What does the question mark at the end of a method name mean in Ruby?

What is the purpose of the question mark operator in Ruby?
Sometimes it appears like this:
assert !product.valid?
sometimes it's in an if construct.
It is a code style convention; it indicates that a method returns a boolean value (true or false) or an object to indicate a true value (or “truthy” value).
The question mark is a valid character at the end of a method name.
https://docs.ruby-lang.org/en/2.0.0/syntax/methods_rdoc.html#label-Method+Names
Also note ? along with a character acts as shorthand for a single-character string literal since Ruby 1.9.
For example:
?F # => is the same as "F"
This is referenced near the bottom of the string literals section of the ruby docs:
There is also a character literal notation to represent single
character strings, which syntax is a question mark (?) followed by a
single character or escape sequence that corresponds to a single
codepoint in the script encoding:
?a #=> "a"
?abc #=> SyntaxError
?\n #=> "\n"
?\s #=> " "
?\\ #=> "\\"
?\u{41} #=> "A"
?\C-a #=> "\x01"
?\M-a #=> "\xE1"
?\M-\C-a #=> "\x81"
?\C-\M-a #=> "\x81", same as above
?あ #=> "あ"
Prior to Ruby 1.9, this returned the ASCII character code of the character. To get the old behavior in modern Ruby, you can use the #ord method:
?F.ord # => will return 70
It's a convention in Ruby that methods that return boolean values end in a question mark. There's no more significance to it than that.
In your example it's just part of the method name. In Ruby you can also use exclamation points in method names!
Another example of question marks in Ruby would be the ternary operator.
customerName == "Fred" ? "Hello Fred" : "Who are you?"
It may be worth pointing out that ?s are only allowed in method names, not variables. In the process of learning Ruby, I assumed that ? designated a boolean return type so I tried adding them to flag variables, leading to errors.

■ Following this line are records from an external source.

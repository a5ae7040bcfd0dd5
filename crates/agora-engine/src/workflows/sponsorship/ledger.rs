use std::collections::BTreeMap;
use std::sync::Arc;

use chrono::{DateTime, Utc};
use tracing::warn;

use super::domain::{
    CreditLedgerEntry, PriceBreakdown, RuleId, RuleStatus, SponsorId, SponsorshipQuote,
    SponsorshipRule, SponsorshipScope,
};
use crate::workflows::enrollment::domain::Program;
use crate::workflows::notify::{Notification, NotificationKind, NotificationSink};
use crate::workflows::store::StoreError;

/// A program-scoped sponsor may cover at most 4/5 of the list price.
const MAX_PRICE_SHARE_NUM: u64 = 4;
const MAX_PRICE_SHARE_DEN: u64 = 5;

/// Budget/seat fraction past which the sponsor gets a one-shot alert.
const LOW_BALANCE_NUM: u64 = 9;
const LOW_BALANCE_DEN: u64 = 10;

/// Storage abstraction for sponsorship rules and the sponsor credit ledger.
///
/// `debit` is an atomic bounded increment over both counters: it must refuse
/// with [`StoreError::QuotaExhausted`] when `budget_spent + amount` would
/// exceed `budget_total` or the seat allotment is used up, and otherwise
/// apply the budget debit and seat increment as one unit. `refund` is the
/// commutative inverse. `mark_low_budget_alerted` is a conditional
/// insert-if-absent returning `true` only for the first caller.
pub trait RuleStore: Send + Sync {
    /// Best live rule covering the program: scope and currency match, status
    /// is active, and the validity window contains `now`. Ties are broken by
    /// the highest per-participant contribution.
    fn eligible_rule(
        &self,
        program: &Program,
        now: DateTime<Utc>,
    ) -> Result<Option<SponsorshipRule>, StoreError>;
    fn fetch_rule(&self, id: &RuleId) -> Result<Option<SponsorshipRule>, StoreError>;
    fn insert_rule(&self, rule: SponsorshipRule) -> Result<SponsorshipRule, StoreError>;
    fn debit(&self, id: &RuleId, amount: u32) -> Result<SponsorshipRule, StoreError>;
    fn refund(&self, id: &RuleId, amount: u32) -> Result<(), StoreError>;
    fn update_status(&self, id: &RuleId, status: RuleStatus) -> Result<(), StoreError>;
    fn mark_low_budget_alerted(&self, id: &RuleId) -> Result<bool, StoreError>;
    fn credit_entry(&self, sponsor: &SponsorId) -> Result<Option<CreditLedgerEntry>, StoreError>;
    fn credit_use(&self, sponsor: &SponsorId, amount: u32) -> Result<(), StoreError>;
    fn credit_release(&self, sponsor: &SponsorId, amount: u32) -> Result<(), StoreError>;
}

/// Error raised by the quota ledger.
#[derive(Debug, thiserror::Error)]
pub enum QuotaError {
    /// Budget or seats gone. Non-fatal: callers fall back to standard
    /// free/paid treatment.
    #[error("sponsorship quota exhausted")]
    Exhausted,
    #[error("sponsorship rule not found")]
    RuleNotFound,
    #[error("invalid rule transition {from:?} -> {to:?}")]
    InvalidTransition { from: RuleStatus, to: RuleStatus },
    #[error("contribution {found} exceeds the {cap} cap for this program")]
    ContributionCapExceeded { cap: u32, found: u32 },
    #[error(transparent)]
    Store(#[from] StoreError),
}

/// Largest per-participant contribution a program-scoped rule may carry.
pub fn program_contribution_cap(list_price: u32) -> u32 {
    ((list_price as u64) * MAX_PRICE_SHARE_NUM / MAX_PRICE_SHARE_DEN) as u32
}

/// Pure quota math for one enrollment against one rule.
///
/// The sponsor covers its full per-participant contribution or none of it:
/// a rule without enough remaining budget for the whole contribution, or
/// without a free seat, is exhausted for this request.
pub fn apply_sponsorship(
    rule: &SponsorshipRule,
    list_price: u32,
) -> Result<SponsorshipQuote, QuotaError> {
    let sponsor_debit = rule.contribution.min(rule.remaining_budget());
    if sponsor_debit < rule.contribution || !rule.has_seat() {
        return Err(QuotaError::Exhausted);
    }

    Ok(SponsorshipQuote {
        rule_id: rule.id.clone(),
        sponsor: rule.sponsor.clone(),
        sponsor_label: rule.sponsor.0.clone(),
        sponsor_debit,
        member_owes: list_price.saturating_sub(rule.contribution),
    })
}

/// Running accounting of sponsorship budgets and seats.
pub struct QuotaLedger<S, N> {
    rules: Arc<S>,
    notifications: Arc<N>,
}

impl<S, N> QuotaLedger<S, N>
where
    S: RuleStore + 'static,
    N: NotificationSink + 'static,
{
    pub fn new(rules: Arc<S>, notifications: Arc<N>) -> Self {
        Self {
            rules,
            notifications,
        }
    }

    /// Validate and persist a new rule. Program-scoped rules may not
    /// underwrite more than 80% of the program's list price, checked once
    /// here at creation time.
    pub fn register(
        &self,
        rule: SponsorshipRule,
        program: Option<&Program>,
    ) -> Result<SponsorshipRule, QuotaError> {
        if let SponsorshipScope::Program(_) = rule.scope {
            let cap = program_contribution_cap(program.map(|p| p.price).unwrap_or(0));
            if rule.contribution > cap {
                return Err(QuotaError::ContributionCapExceeded {
                    cap,
                    found: rule.contribution,
                });
            }
        }

        Ok(self.rules.insert_rule(rule)?)
    }

    /// Best-effort sponsorship offer for this program right now. `None` means
    /// no live rule applies or the matching rule is exhausted, and the caller
    /// falls back to standard free/paid treatment.
    pub fn quote(
        &self,
        program: &Program,
        now: DateTime<Utc>,
    ) -> Result<Option<SponsorshipQuote>, QuotaError> {
        let Some(rule) = self.rules.eligible_rule(program, now)? else {
            return Ok(None);
        };

        match apply_sponsorship(&rule, program.price) {
            Ok(mut quote) => {
                if let Some(name) = &program.sponsor_name {
                    quote.sponsor_label = name.clone();
                }
                Ok(Some(quote))
            }
            Err(QuotaError::Exhausted) => Ok(None),
            Err(other) => Err(other),
        }
    }

    /// Debit the rule for one enrollment. Must be paired with a record
    /// insert; the caller compensates with [`QuotaLedger::release`] if that
    /// insert loses a duplicate race.
    pub fn reserve(&self, quote: &SponsorshipQuote) -> Result<SponsorshipRule, QuotaError> {
        let rule = match self.rules.debit(&quote.rule_id, quote.sponsor_debit) {
            Ok(rule) => rule,
            Err(StoreError::QuotaExhausted) => return Err(QuotaError::Exhausted),
            Err(StoreError::NotFound) => return Err(QuotaError::RuleNotFound),
            Err(other) => return Err(other.into()),
        };

        if let Err(err) = self.rules.credit_use(&rule.sponsor, quote.sponsor_debit) {
            warn!(rule = %rule.id.0, error = %err, "sponsor credit ledger update failed");
        }

        self.alert_if_low(&rule);
        Ok(rule)
    }

    /// Hand a reserved contribution back, freeing budget and seat.
    pub fn release(&self, quote: &SponsorshipQuote) -> Result<(), QuotaError> {
        self.rules.refund(&quote.rule_id, quote.sponsor_debit)?;
        if let Err(err) = self
            .rules
            .credit_release(&quote.sponsor, quote.sponsor_debit)
        {
            warn!(rule = %quote.rule_id.0, error = %err, "sponsor credit ledger release failed");
        }
        Ok(())
    }

    pub fn pause(&self, id: &RuleId) -> Result<(), QuotaError> {
        self.transition(id, RuleStatus::Paused)
    }

    pub fn resume(&self, id: &RuleId) -> Result<(), QuotaError> {
        self.transition(id, RuleStatus::Active)
    }

    pub fn end(&self, id: &RuleId) -> Result<(), QuotaError> {
        self.transition(id, RuleStatus::Ended)
    }

    pub fn credit_balance(
        &self,
        sponsor: &SponsorId,
    ) -> Result<Option<CreditLedgerEntry>, QuotaError> {
        Ok(self.rules.credit_entry(sponsor)?)
    }

    /// Price composition for display, with the sponsor share clamped to the
    /// list price.
    pub fn price_breakdown(program: &Program, quote: Option<&SponsorshipQuote>) -> PriceBreakdown {
        let sponsor_amount = quote
            .map(|q| q.sponsor_debit.min(program.price))
            .unwrap_or(0);
        let member_owes = program.price - sponsor_amount;
        PriceBreakdown {
            list_price: program.price,
            sponsor_amount,
            member_owes,
            fully_sponsored: program.price > 0 && member_owes == 0,
        }
    }

    fn transition(&self, id: &RuleId, next: RuleStatus) -> Result<(), QuotaError> {
        let rule = self
            .rules
            .fetch_rule(id)?
            .ok_or(QuotaError::RuleNotFound)?;
        if !rule.status.can_transition_to(next) {
            return Err(QuotaError::InvalidTransition {
                from: rule.status,
                to: next,
            });
        }
        self.rules.update_status(id, next)?;
        Ok(())
    }

    fn alert_if_low(&self, rule: &SponsorshipRule) {
        let budget_low = (rule.budget_spent as u64) * LOW_BALANCE_DEN
            >= (rule.budget_total as u64) * LOW_BALANCE_NUM;
        let seats_low = rule
            .max_participants
            .map(|max| (rule.participants_used as u64) * LOW_BALANCE_DEN >= (max as u64) * LOW_BALANCE_NUM)
            .unwrap_or(false);
        if !budget_low && !seats_low {
            return;
        }

        match self.rules.mark_low_budget_alerted(&rule.id) {
            Ok(true) => {
                let mut data = BTreeMap::new();
                data.insert("rule_id".to_string(), rule.id.0.clone());
                data.insert("budget_total".to_string(), rule.budget_total.to_string());
                data.insert("budget_spent".to_string(), rule.budget_spent.to_string());
                let notification = Notification {
                    recipient: rule.sponsor.0.clone(),
                    kind: NotificationKind::SponsorBudgetLow,
                    title: "Sponsorship budget running low".to_string(),
                    message: format!(
                        "Your sponsorship has used {} of {} {}. Top up to keep covering new participants.",
                        rule.budget_spent, rule.budget_total, rule.currency
                    ),
                    data,
                };
                if let Err(err) = self.notifications.notify(notification) {
                    warn!(rule = %rule.id.0, error = %err, "sponsor low-balance alert failed");
                }
            }
            Ok(false) => {}
            Err(err) => {
                warn!(rule = %rule.id.0, error = %err, "low-balance alert guard lookup failed");
            }
        }
    }
}
//! One-shot advisory nudges for creators crossing performance thresholds.
//!
//! Evaluation runs after state-changing events (enrollments, settlements,
//! challenge completions) and never fails loudly: a read error is logged and
//! the whole pass is skipped for that invocation.

use std::collections::BTreeMap;
use std::sync::Arc;

use serde::{Deserialize, Serialize};
use tracing::warn;

use crate::workflows::enrollment::domain::{CreatorId, Program, ProgramId};
use crate::workflows::notify::{Notification, NotificationKind, NotificationSink};
use crate::workflows::store::StoreError;

/// Advisory classes the engine can raise, each at most once per guard key.
#[derive(Debug, Clone, Copy, PartialEq, Eq, Hash, Serialize, Deserialize)]
#[serde(rename_all = "snake_case")]
pub enum NudgeKind {
    ReadyForPaidTier,
    ProgramAlmostFull,
}

impl NudgeKind {
    pub const fn label(self) -> &'static str {
        match self {
            NudgeKind::ReadyForPaidTier => "ready_for_paid_tier",
            NudgeKind::ProgramAlmostFull => "program_almost_full",
        }
    }
}

/// Guard key: one nudge per creator for [`NudgeKind::ReadyForPaidTier`], one
/// per program lifetime for [`NudgeKind::ProgramAlmostFull`].
#[derive(Debug, Clone, PartialEq, Eq, Hash, Serialize, Deserialize)]
pub struct NudgeKey {
    pub creator: CreatorId,
    pub kind: NudgeKind,
    pub program: Option<ProgramId>,
}

/// Aggregate performance snapshot for a creator's catalog.
#[derive(Debug, Clone, PartialEq, Serialize, Deserialize)]
pub struct CreatorStats {
    pub published_programs: u32,
    pub total_participants: u32,
    pub average_rating: f64,
    pub has_paid_program: bool,
}

/// Read-side source for nudge evaluation.
///
/// `mark_nudged` is a conditional insert-if-absent on the guard key and
/// returns `true` only for the first caller, which makes each advisory
/// one-shot even under concurrent evaluations.
pub trait CreatorActivitySource: Send + Sync {
    fn creator_stats(&self, creator: &CreatorId) -> Result<CreatorStats, StoreError>;
    fn capacity_bounded_programs(&self, creator: &CreatorId) -> Result<Vec<Program>, StoreError>;
    fn mark_nudged(&self, key: &NudgeKey) -> Result<bool, StoreError>;
}

/// Thresholds gating the advisories.
#[derive(Debug, Clone, PartialEq)]
pub struct NudgeThresholds {
    pub min_programs: u32,
    pub min_participants: u32,
    pub min_average_rating: f64,
    pub fill_ratio: f64,
}

impl Default for NudgeThresholds {
    fn default() -> Self {
        Self {
            min_programs: 3,
            min_participants: 20,
            min_average_rating: 4.0,
            fill_ratio: 0.8,
        }
    }
}

/// Evaluation entry point other workflows fire after their own writes commit.
pub trait NudgeTrigger: Send + Sync {
    fn evaluate(&self, creator: &CreatorId);
}

/// Threshold engine raising at most one instance of each advisory.
pub struct NudgeEngine<S, N> {
    source: Arc<S>,
    notifications: Arc<N>,
    thresholds: NudgeThresholds,
}

impl<S, N> NudgeEngine<S, N>
where
    S: CreatorActivitySource + 'static,
    N: NotificationSink + 'static,
{
    pub fn new(source: Arc<S>, notifications: Arc<N>, thresholds: NudgeThresholds) -> Self {
        Self {
            source,
            notifications,
            thresholds,
        }
    }

    fn run(&self, creator: &CreatorId) -> Result<(), StoreError> {
        let stats = self.source.creator_stats(creator)?;

        if stats.published_programs >= self.thresholds.min_programs
            && stats.total_participants >= self.thresholds.min_participants
            && stats.average_rating >= self.thresholds.min_average_rating
            && !stats.has_paid_program
        {
            let key = NudgeKey {
                creator: creator.clone(),
                kind: NudgeKind::ReadyForPaidTier,
                program: None,
            };
            if self.source.mark_nudged(&key)? {
                self.send(creator, paid_tier_notification(creator, &stats));
            }
        }

        for program in self.source.capacity_bounded_programs(creator)? {
            let Some(capacity) = program.capacity else {
                continue;
            };
            if capacity == 0 {
                continue;
            }
            let fill = f64::from(program.current_participants) / f64::from(capacity);
            if fill < self.thresholds.fill_ratio {
                continue;
            }
            let key = NudgeKey {
                creator: creator.clone(),
                kind: NudgeKind::ProgramAlmostFull,
                program: Some(program.id.clone()),
            };
            if self.source.mark_nudged(&key)? {
                self.send(creator, almost_full_notification(creator, &program));
            }
        }

        Ok(())
    }

    fn send(&self, creator: &CreatorId, notification: Notification) {
        if let Err(err) = self.notifications.notify(notification) {
            warn!(creator = %creator.0, error = %err, "nudge delivery failed");
        }
    }
}

impl<S, N> NudgeTrigger for NudgeEngine<S, N>
where
    S: CreatorActivitySource + 'static,
    N: NotificationSink + 'static,
{
    fn evaluate(&self, creator: &CreatorId) {
        if let Err(err) = self.run(creator) {
            warn!(creator = %creator.0, error = %err, "nudge evaluation skipped");
        }
    }
}

fn paid_tier_notification(creator: &CreatorId, stats: &CreatorStats) -> Notification {
    let mut data = BTreeMap::new();
    data.insert(
        "published_programs".to_string(),
        stats.published_programs.to_string(),
    );
    data.insert(
        "total_participants".to_string(),
        stats.total_participants.to_string(),
    );
    Notification {
        recipient: creator.0.clone(),
        kind: NotificationKind::ReadyForPaidTier,
        title: "Ready for a paid program".to_string(),
        message: format!(
            "{} members joined your {} programs with an average rating of {:.1}. Consider publishing a paid program.",
            stats.total_participants, stats.published_programs, stats.average_rating
        ),
        data,
    }
}

fn almost_full_notification(creator: &CreatorId, program: &Program) -> Notification {
    let mut data = BTreeMap::new();
    data.insert("program_id".to_string(), program.id.0.clone());
    data.insert(
        "current_participants".to_string(),
        program.current_participants.to_string(),
    );
    if let Some(capacity) = program.capacity {
        data.insert("capacity".to_string(), capacity.to_string());
    }
    Notification {
        recipient: creator.0.clone(),
        kind: NotificationKind::ProgramAlmostFull,
        title: "Program almost full".to_string(),
        message: format!(
            "{} is at {} of {} seats. Consider raising capacity or opening a new date.",
            program.title,
            program.current_participants,
            program.capacity.unwrap_or(program.current_participants)
        ),
        data,
    }
}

This led to me erroneously believing for a while that there was some special syntax involving ?s.
Relevant: Why can't a variable name end with `?` while a method name can?
In your example
product.valid?
Is actually a function call and calls a function named valid?. Certain types of "test for condition"/boolean functions have a question mark as part of the function name by convention.
I believe it's just a convention for things that are boolean. A bit like saying "IsValid".
It's also used in regular expressions, meaning "at most one repetition of the preceding character"
for example the regular expression /hey?/ matches with the strings "he" and "hey".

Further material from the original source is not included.